▸ **About this exercise**
Produce the records below again, word for word, but stop after the line that contains "is called. Messages".

▸ **Excerpted data**

┄┄┄┄┄┄

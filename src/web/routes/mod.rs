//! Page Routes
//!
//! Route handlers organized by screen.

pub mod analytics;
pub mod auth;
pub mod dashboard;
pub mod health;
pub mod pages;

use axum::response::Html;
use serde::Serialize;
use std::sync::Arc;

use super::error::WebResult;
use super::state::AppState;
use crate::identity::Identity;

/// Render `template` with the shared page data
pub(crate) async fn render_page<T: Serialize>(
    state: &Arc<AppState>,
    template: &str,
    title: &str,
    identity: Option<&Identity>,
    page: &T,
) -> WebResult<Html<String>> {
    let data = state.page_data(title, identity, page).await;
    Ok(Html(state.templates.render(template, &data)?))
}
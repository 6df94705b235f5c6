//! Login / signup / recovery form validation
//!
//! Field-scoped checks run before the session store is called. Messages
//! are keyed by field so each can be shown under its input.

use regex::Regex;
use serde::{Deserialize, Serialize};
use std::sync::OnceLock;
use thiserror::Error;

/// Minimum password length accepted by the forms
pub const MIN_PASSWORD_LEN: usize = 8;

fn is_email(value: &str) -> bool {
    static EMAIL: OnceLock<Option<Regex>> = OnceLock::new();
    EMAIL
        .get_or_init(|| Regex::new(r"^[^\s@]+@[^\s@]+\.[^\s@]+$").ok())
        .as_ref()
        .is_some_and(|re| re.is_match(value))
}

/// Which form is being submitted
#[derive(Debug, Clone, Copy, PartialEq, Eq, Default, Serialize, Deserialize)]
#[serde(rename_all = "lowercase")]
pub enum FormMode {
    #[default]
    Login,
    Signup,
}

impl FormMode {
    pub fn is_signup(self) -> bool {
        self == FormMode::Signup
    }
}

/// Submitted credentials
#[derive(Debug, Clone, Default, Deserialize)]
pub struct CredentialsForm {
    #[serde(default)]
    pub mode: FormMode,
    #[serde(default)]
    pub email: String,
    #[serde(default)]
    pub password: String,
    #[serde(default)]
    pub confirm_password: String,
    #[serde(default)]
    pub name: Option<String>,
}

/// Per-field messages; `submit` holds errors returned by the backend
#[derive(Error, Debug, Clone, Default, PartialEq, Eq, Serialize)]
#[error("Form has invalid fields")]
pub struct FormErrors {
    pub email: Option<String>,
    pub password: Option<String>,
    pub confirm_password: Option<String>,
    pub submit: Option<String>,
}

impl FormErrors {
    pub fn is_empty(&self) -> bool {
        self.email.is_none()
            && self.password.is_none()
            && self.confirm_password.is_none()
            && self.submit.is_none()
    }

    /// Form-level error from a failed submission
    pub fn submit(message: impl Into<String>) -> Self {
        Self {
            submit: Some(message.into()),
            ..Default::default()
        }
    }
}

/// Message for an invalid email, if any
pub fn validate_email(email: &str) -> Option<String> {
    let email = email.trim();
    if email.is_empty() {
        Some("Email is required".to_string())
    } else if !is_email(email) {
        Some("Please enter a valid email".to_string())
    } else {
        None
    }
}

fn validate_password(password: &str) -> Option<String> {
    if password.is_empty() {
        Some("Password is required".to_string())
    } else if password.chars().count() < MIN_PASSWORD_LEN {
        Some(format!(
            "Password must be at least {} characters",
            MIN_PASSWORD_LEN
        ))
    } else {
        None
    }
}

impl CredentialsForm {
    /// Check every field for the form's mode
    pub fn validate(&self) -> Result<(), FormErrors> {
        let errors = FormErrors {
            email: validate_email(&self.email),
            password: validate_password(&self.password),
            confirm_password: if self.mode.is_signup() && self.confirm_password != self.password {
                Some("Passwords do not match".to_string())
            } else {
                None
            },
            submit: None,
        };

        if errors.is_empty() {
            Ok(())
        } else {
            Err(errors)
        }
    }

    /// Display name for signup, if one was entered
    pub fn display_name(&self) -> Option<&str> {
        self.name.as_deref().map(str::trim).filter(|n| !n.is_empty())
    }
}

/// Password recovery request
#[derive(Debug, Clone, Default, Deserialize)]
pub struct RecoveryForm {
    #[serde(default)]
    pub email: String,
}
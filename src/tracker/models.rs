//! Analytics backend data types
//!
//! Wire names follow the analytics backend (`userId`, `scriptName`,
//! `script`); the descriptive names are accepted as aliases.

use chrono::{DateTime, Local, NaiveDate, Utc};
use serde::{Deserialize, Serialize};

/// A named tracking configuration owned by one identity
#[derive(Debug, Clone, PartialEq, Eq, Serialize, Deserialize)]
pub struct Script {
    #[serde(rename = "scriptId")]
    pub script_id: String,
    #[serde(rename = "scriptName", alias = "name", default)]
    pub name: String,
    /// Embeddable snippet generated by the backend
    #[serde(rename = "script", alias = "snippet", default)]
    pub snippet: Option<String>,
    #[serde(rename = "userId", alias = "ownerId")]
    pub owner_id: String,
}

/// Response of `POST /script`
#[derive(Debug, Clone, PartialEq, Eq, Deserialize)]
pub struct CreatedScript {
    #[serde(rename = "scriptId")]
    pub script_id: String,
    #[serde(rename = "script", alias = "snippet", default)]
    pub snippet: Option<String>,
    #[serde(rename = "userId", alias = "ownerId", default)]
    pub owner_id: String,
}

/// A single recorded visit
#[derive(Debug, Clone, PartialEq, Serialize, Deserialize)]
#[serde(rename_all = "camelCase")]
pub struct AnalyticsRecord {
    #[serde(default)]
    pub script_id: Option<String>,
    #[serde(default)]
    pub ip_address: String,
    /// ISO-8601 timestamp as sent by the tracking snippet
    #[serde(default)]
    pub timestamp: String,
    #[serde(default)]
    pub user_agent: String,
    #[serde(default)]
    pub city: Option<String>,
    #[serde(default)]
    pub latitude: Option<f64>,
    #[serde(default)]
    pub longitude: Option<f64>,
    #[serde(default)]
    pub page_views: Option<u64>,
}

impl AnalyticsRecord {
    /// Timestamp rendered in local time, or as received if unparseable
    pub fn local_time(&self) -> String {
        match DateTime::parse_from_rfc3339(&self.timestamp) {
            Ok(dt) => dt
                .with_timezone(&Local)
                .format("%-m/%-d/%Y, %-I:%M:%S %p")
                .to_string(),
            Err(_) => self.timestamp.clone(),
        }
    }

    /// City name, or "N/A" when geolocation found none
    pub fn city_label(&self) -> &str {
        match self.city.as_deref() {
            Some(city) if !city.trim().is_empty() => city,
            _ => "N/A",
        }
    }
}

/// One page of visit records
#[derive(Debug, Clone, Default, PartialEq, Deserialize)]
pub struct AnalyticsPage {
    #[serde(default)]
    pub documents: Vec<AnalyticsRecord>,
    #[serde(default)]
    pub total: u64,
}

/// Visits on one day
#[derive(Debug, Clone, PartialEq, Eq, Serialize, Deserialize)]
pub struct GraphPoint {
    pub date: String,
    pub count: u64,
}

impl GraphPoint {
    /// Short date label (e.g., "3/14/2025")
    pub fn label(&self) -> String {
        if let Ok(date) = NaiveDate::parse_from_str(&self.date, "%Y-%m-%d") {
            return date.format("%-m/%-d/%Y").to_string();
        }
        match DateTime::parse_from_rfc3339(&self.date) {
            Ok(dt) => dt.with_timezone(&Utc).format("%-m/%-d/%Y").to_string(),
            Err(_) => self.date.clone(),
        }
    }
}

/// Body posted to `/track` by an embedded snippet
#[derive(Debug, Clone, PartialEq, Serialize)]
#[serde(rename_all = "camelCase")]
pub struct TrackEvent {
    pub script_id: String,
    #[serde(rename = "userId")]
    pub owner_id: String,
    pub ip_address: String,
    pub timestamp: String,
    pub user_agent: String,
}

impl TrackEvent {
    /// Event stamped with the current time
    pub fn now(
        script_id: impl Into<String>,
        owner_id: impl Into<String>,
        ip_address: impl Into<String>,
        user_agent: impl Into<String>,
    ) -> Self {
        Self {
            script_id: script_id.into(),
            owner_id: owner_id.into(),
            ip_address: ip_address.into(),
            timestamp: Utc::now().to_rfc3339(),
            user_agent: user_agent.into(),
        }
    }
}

┄┄┄┄┄┄

▸ **Written answer**
filename src/web/routes/mod.rs
//! Page Routes
//!
//! Route handlers organized by screen.

pub mod analytics;
pub mod auth;
pub mod dashboard;
pub mod health;
pub mod pages;

use axum::response::Html;
use serde::Serialize;
use std::sync::Arc;

use super::error::WebResult;
use super::state::AppState;
use crate::identity::Identity;

/// Render `template` with the shared page data
pub(crate) async fn render_page<T: Serialize>(
    state: &Arc<AppState>,
    template: &str,
    title: &str,
    identity: Option<&Identity>,
    page: &T,
) -> WebResult<Html<String>> {
    let data = state.page_data(title, identity, page).await;
    Ok(Html(state.templates.render(template, &data)?))
}
repository 6df94705b235f5c6
//! Login / signup / recovery form validation
//!
//! Field-scoped checks run before the session store is called. Messages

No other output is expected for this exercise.